The COVID-19 health emergency is having far-ranging ripple effects on all aspects of the economy, resulting in cancellations, closures, shortages and delays in the supply of products and services. It is also having an impact on suppliers’ pricing, marketing and sales strategies.
What are some key considerations under the Australian Consumer Law (ACL) for suppliers as they navigate these uncharted waters? Our competition team outlines key areas of risk and potential exposure.
There is no automatic public interest defence to ACL breaches. While the Australian Competition and Consumer Commission (ACCC) can be expected to take a sensible approach to enforcement, the legal position remains unchanged. Contravening the ACL has potentially serious consequences, with corporate penalties for most breaches being the greater of $10 million, three times the gain or benefit, or, if that cannot be determined, 10% of Australian group annual turnover. While the ACCC will take a sensible and balanced approach to enforcement, it will also expect companies to act sensibly and fairly toward consumers, and carefully consider their obligations under the ACL. We expect little sympathy for reckless, irresponsible or intentional behaviour, particularly by larger businesses with more resources or where the likely harm is serious or widespread.
Cancellations and refunds
COVID-19 is resulting in the cancellation or closure of tours, travel-related activities, events and other attractions. It is also impeding or precluding the supply of products and services, triggering a raft of consumer queries about entitlement to refunds.

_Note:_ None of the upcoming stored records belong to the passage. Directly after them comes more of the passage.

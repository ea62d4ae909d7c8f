use crate::{
    VIVE_TRACKER_EXTENSION_NAME,
    actions::{self, PoseAction, TrackerActions},
    bindings,
    events::{self, ConnectedTracker, TrackerEvent},
    poses,
    roles::{PoseTable, PoseTableReader, TrackerRole},
    runtime::{SuggestedBinding, TrackerPathEnumerator, TrackerRuntime},
};
use openxr::{self as xr, sys};
use std::mem;
use tracker_common::*;
use tracker_session::{SessionRecreationPolicy, TrackerSettings};

/// Position of the module in the host lifecycle. Each host hook moves it at most one step
/// forward; `SyncLoop` lasts until shutdown.
#[derive(Clone, Copy, Debug, PartialEq, Eq, PartialOrd, Ord)]
pub enum TrackerPhase {
    Uninitialized,
    InstanceCreated,
    SessionCreated,
    ActionsGenerated,
    BindingsSuggested,
    SyncLoop,
}

struct InstanceContext {
    instance: sys::Instance,
    action_set: Option<sys::ActionSet>,
    session_state: xr::SessionState,
    tracker_path_enumerator: Option<Box<dyn TrackerPathEnumerator>>,
    connected_trackers: Vec<ConnectedTracker>,
    actions: TrackerActions,
    pending_bindings: Vec<SuggestedBinding>,
    actions_generated: bool,
    bindings_suggested: bool,
}

struct SessionContext {
    session: sys::Session,
    synced: bool,
}

struct FrameContext {
    base_space: sys::Space,
    predicted_display_time: xr::Time,
}

impl Default for FrameContext {
    fn default() -> Self {
        Self {
            base_space: sys::Space::NULL,
            predicted_display_time: xr::Time::from_nanos(0),
        }
    }
}

/// Tracker extension module. The host calls the hooks in lifecycle order: `post_create_instance`,
/// `post_create_session`, then once per frame `update_device_locations`, `add_action_sets` and
/// `post_sync_actions`. Events may arrive at any time through `on_event`.
///
/// Every hook logs and absorbs runtime failures; a role whose action could not be set up simply
/// keeps its last published transform.
pub struct TrackerModule<R: TrackerRuntime> {
    runtime: R,
    settings: TrackerSettings,
    pose_table: PoseTable,
    instance: Option<InstanceContext>,
    session: Option<SessionContext>,
    frame: FrameContext,
    shut_down: bool,
}

impl<R: TrackerRuntime> TrackerModule<R> {
    pub const REQUIRED_EXTENSIONS: &'static [&'static str] = &[VIVE_TRACKER_EXTENSION_NAME];

    pub fn new(runtime: R, settings: TrackerSettings) -> Self {
        info!("Plugin started. OpenXR extension {VIVE_TRACKER_EXTENSION_NAME} will be enabled.");

        Self {
            runtime,
            settings,
            pose_table: PoseTable::new(),
            instance: None,
            session: None,
            frame: FrameContext::default(),
            shut_down: false,
        }
    }

    pub fn required_extensions(&self) -> &'static [&'static str] {
        Self::REQUIRED_EXTENSIONS
    }

    pub fn post_create_instance(&mut self, instance: sys::Instance) {
        if self.instance.is_some() {
            warn!("A new OpenXR instance was created, releasing tracker handles of the previous one");
            self.release_handles();
        }
        self.shut_down = false;

        let action_set = match self.runtime.create_action_set(
            instance,
            &self.settings.action_set_name,
            &self.settings.action_set_localized_name,
            self.settings.action_set_priority,
        ) {
            Ok(action_set) => {
                info!(
                    "Created action set for trackers [{}]",
                    self.settings.action_set_name
                );
                Some(action_set)
            }
            Err(e) => {
                error!(
                    "Unable to create action set. Runtime returned error {e} ({})",
                    e.into_raw()
                );
                None
            }
        };

        let tracker_path_enumerator = self.runtime.resolve_tracker_path_enumerator(instance);
        if tracker_path_enumerator.is_none() {
            debug!("Runtime does not expose xrEnumerateViveTrackerPathsHTCX");
        }

        self.instance = Some(InstanceContext {
            instance,
            action_set,
            session_state: xr::SessionState::UNKNOWN,
            tracker_path_enumerator,
            connected_trackers: vec![],
            actions: TrackerActions::default(),
            pending_bindings: vec![],
            actions_generated: false,
            bindings_suggested: false,
        });
    }

    pub fn post_create_session(&mut self, session: sys::Session) {
        let Some(instance_ctx) = &mut self.instance else {
            warn!("Session created without an instance, tracker actions will not be created");
            return;
        };

        if instance_ctx.actions_generated {
            if self.session.as_ref().is_some_and(|ctx| ctx.session == session) {
                return;
            }

            match self.settings.session_recreation {
                SessionRecreationPolicy::Ignore => {
                    info!("New session created, tracker action spaces are kept as they are");
                }
                SessionRecreationPolicy::RebuildSpaces => {
                    let rebuilt = instance_ctx
                        .actions
                        .rebuild_spaces(&mut self.runtime, session);
                    info!("New session created, rebuilt {rebuilt} tracker action spaces");
                }
            }

            self.session = Some(SessionContext {
                session,
                synced: false,
            });
            self.frame = FrameContext::default();

            return;
        }

        self.session = Some(SessionContext {
            session,
            synced: false,
        });

        for role in TrackerRole::ASSIGNABLE {
            let Some(action_name) = role.action_name() else {
                continue;
            };
            let pose_action = self.create_pose_action(action_name);
            self.create_tracker_binding(role, pose_action);
        }

        let Some(instance_ctx) = &mut self.instance else {
            return;
        };
        instance_ctx.actions_generated = true;

        let pending_bindings = mem::take(&mut instance_ctx.pending_bindings);
        instance_ctx.bindings_suggested = bindings::suggest_bindings(
            &mut self.runtime,
            instance_ctx.instance,
            &self.settings.interaction_profile,
            &pending_bindings,
        );
    }

    /// Creates a pose action named `name` and its action space in the current session. Returns
    /// None once actions have been generated, or without a session or action set.
    pub fn create_pose_action(&mut self, name: &str) -> Option<PoseAction> {
        let session = self.session.as_ref()?.session;
        let instance_ctx = self.instance.as_ref()?;
        if instance_ctx.actions_generated {
            return None;
        }
        let action_set = instance_ctx.action_set?;

        actions::create_pose_action(&mut self.runtime, action_set, session, name)
    }

    /// Binds a freshly created pose action to `role`. Bindings are queued and submitted together
    /// when the session hook completes.
    pub fn create_tracker_binding(
        &mut self,
        role: TrackerRole,
        pose_action: Option<PoseAction>,
    ) -> bool {
        let Some(pose_action) = pose_action else {
            return false;
        };
        let Some(instance_ctx) = &mut self.instance else {
            return false;
        };
        if instance_ctx.actions_generated {
            return false;
        }

        bindings::create_tracker_binding(
            &mut self.runtime,
            instance_ctx.instance,
            role,
            pose_action,
            &mut instance_ctx.actions,
            &mut instance_ctx.pending_bindings,
        )
    }

    pub fn update_device_locations(
        &mut self,
        _: sys::Session,
        predicted_display_time: xr::Time,
        base_space: sys::Space,
    ) {
        self.frame = FrameContext {
            base_space,
            predicted_display_time,
        };
    }

    pub fn on_event(&mut self, _: sys::Session, event: &TrackerEvent) {
        let Some(instance_ctx) = &mut self.instance else {
            return;
        };

        match event {
            TrackerEvent::SessionStateChanged(state) => {
                debug!("Session state changed to {state:?}");
                instance_ctx.session_state = *state;
            }
            TrackerEvent::ViveTrackerConnected(paths) => {
                let tracker = events::describe_tracker(&self.runtime, instance_ctx.instance, *paths);
                info!(
                    "Tracker connected event received for [{}] with role [{}]",
                    tracker.persistent_path,
                    tracker.role_path.as_deref().unwrap_or_default()
                );

                if let Some(connected_trackers) = events::enumerate_connected_trackers(
                    &self.runtime,
                    instance_ctx.instance,
                    instance_ctx.tracker_path_enumerator.as_deref(),
                ) {
                    instance_ctx.connected_trackers = connected_trackers;
                }
            }
            TrackerEvent::Other(_) => (),
        }
    }

    pub fn add_action_sets(&self, action_sets: &mut Vec<sys::ActiveActionSet>) {
        if let Some(action_set) = self.instance.as_ref().and_then(|ctx| ctx.action_set) {
            action_sets.push(sys::ActiveActionSet {
                action_set,
                subaction_path: xr::Path::NULL,
            });
        }
    }

    pub fn post_sync_actions(&mut self, _: sys::Session) {
        let (Some(instance_ctx), Some(session_ctx)) = (&self.instance, &mut self.session) else {
            return;
        };
        session_ctx.synced = true;

        poses::resolve_poses(
            &self.runtime,
            &instance_ctx.actions,
            &self.pose_table,
            self.frame.base_space,
            self.frame.predicted_display_time,
            self.settings.world_to_meters,
        );
    }

    pub fn get_tracker_transform(&self, role: TrackerRole) -> Transform {
        self.pose_table.get_tracker_transform(role)
    }

    pub fn shutdown(&mut self) {
        if self.shut_down {
            return;
        }

        self.release_handles();
        self.shut_down = true;

        info!("Plugin shut down");
    }

    // Spaces go first, then the actions they were created from, then the action set
    fn release_handles(&mut self) {
        if let Some(mut instance_ctx) = self.instance.take() {
            let pose_actions = instance_ctx.actions.take_all();
            for (_, pose_action) in &pose_actions {
                show_err(self.runtime.destroy_space(pose_action.space));
            }
            for (_, pose_action) in &pose_actions {
                show_err(self.runtime.destroy_action(pose_action.action));
            }
            if let Some(action_set) = instance_ctx.action_set {
                show_err(self.runtime.destroy_action_set(action_set));
            }
        }

        self.session = None;
        self.frame = FrameContext::default();
    }

    pub fn phase(&self) -> TrackerPhase {
        let Some(instance_ctx) = &self.instance else {
            return TrackerPhase::Uninitialized;
        };
        let Some(session_ctx) = &self.session else {
            return TrackerPhase::InstanceCreated;
        };

        if !instance_ctx.actions_generated {
            TrackerPhase::SessionCreated
        } else if !instance_ctx.bindings_suggested {
            TrackerPhase::ActionsGenerated
        } else if !session_ctx.synced {
            TrackerPhase::BindingsSuggested
        } else {
            TrackerPhase::SyncLoop
        }
    }

    pub fn is_actions_generated(&self) -> bool {
        self.instance
            .as_ref()
            .is_some_and(|ctx| ctx.actions_generated)
    }

    pub fn pose_actions(&self) -> Vec<sys::Action> {
        self.instance
            .as_ref()
            .map(|ctx| ctx.actions.actions())
            .unwrap_or_default()
    }

    pub fn action_space(&self, action: sys::Action) -> Option<sys::Space> {
        self.instance.as_ref()?.actions.space_of(action)
    }

    pub fn role_of(&self, action: sys::Action) -> Option<TrackerRole> {
        self.instance.as_ref()?.actions.role_of(action)
    }

    pub fn action_set(&self) -> Option<sys::ActionSet> {
        self.instance.as_ref()?.action_set
    }

    pub fn instance(&self) -> Option<sys::Instance> {
        self.instance.as_ref().map(|ctx| ctx.instance)
    }

    pub fn session(&self) -> Option<sys::Session> {
        self.session.as_ref().map(|ctx| ctx.session)
    }

    pub fn session_state(&self) -> xr::SessionState {
        self.instance
            .as_ref()
            .map_or(xr::SessionState::UNKNOWN, |ctx| ctx.session_state)
    }

    pub fn predicted_display_time(&self) -> xr::Time {
        self.frame.predicted_display_time
    }

    pub fn base_space(&self) -> sys::Space {
        self.frame.base_space
    }

    pub fn connected_trackers(&self) -> &[ConnectedTracker] {
        self.instance
            .as_ref()
            .map_or(&[], |ctx| &ctx.connected_trackers)
    }

    pub fn pose_table(&self) -> &PoseTable {
        &self.pose_table
    }

    pub fn pose_table_reader(&self) -> PoseTableReader {
        self.pose_table.reader()
    }

    pub fn settings(&self) -> &TrackerSettings {
        &self.settings
    }

    pub fn runtime(&self) -> &R {
        &self.runtime
    }
}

In general, the ACL creates refund obligations under the consumer guarantees regime in certain circumstances. However, these rights and remedies are not always clear cut, particularly in circumstances where – as is the case here – the cancellation or closure is due (directly or indirectly) to government restrictions to combat the COVID-19 crisis.
So far, the ACCC’s guidance on these matters is very high level, but it can be summarised as follows:
- As a first step, the ACCC encourages suppliers to contact customers wherever possible to advise them of how they are handling various circumstances, including managing cancellations, delays and suspension of products and services;
- If the event, tour or travel-related or other activity is cancelled, the ACCC expects the supplier to provide a refund or other remedy, such as a credit note or voucher, in most circumstances. Under the ACL, the consumer may also be entitled to compensation for expenses for related products and services bought separately (for example, accommodation), but this will depend on the specific circumstances;
- For suppliers of subscription- or membership-based services that have closed or ceased to provide services (for example, gyms or subscription food delivery services), the ACCC will expect consumers who have made an upfront payment that covers the period of the closure to receive a refund or other remedy, such as a credit note or voucher, for the period of the closure;
- However, if the cancellation or closure (or service suspension) is due to government restrictions, the ACCC's view is that this impacts the consumer's rights under the consumer guarantees, making it unlikely that the consumer will be entitled to a refund under the consumer guarantees regime. In these circumstances, the ACCC has noted that the consumer could still be entitled to a refund under the terms and conditions applying to the supply of the product / service, reiterating that the relevant terms and conditions are those in effect at the time the consumer made the booking (i.e. meaning that the supplier cannot retrospectively change those terms);
- The ACCC has encouraged consumers to contact suppliers directly to request a refund or agree to another remedy such as a partial refund, credit note or voucher, or postponement of the services until a later date if possible. The ACCC has stated that credit notes or vouchers should have an expiration date which is long enough to allow consumers to use it;
- If the consumer no longer wishes to use the product / service (e.g. they no longer wish to attend or travel) due to concerns about COVID-19, this may be treated as a 'change of mind', and consumers should contact the supplier to see if they are entitled to a remedy such as full or partial refund, credit note or voucher (under the terms and conditions applying to the supply of the product / service).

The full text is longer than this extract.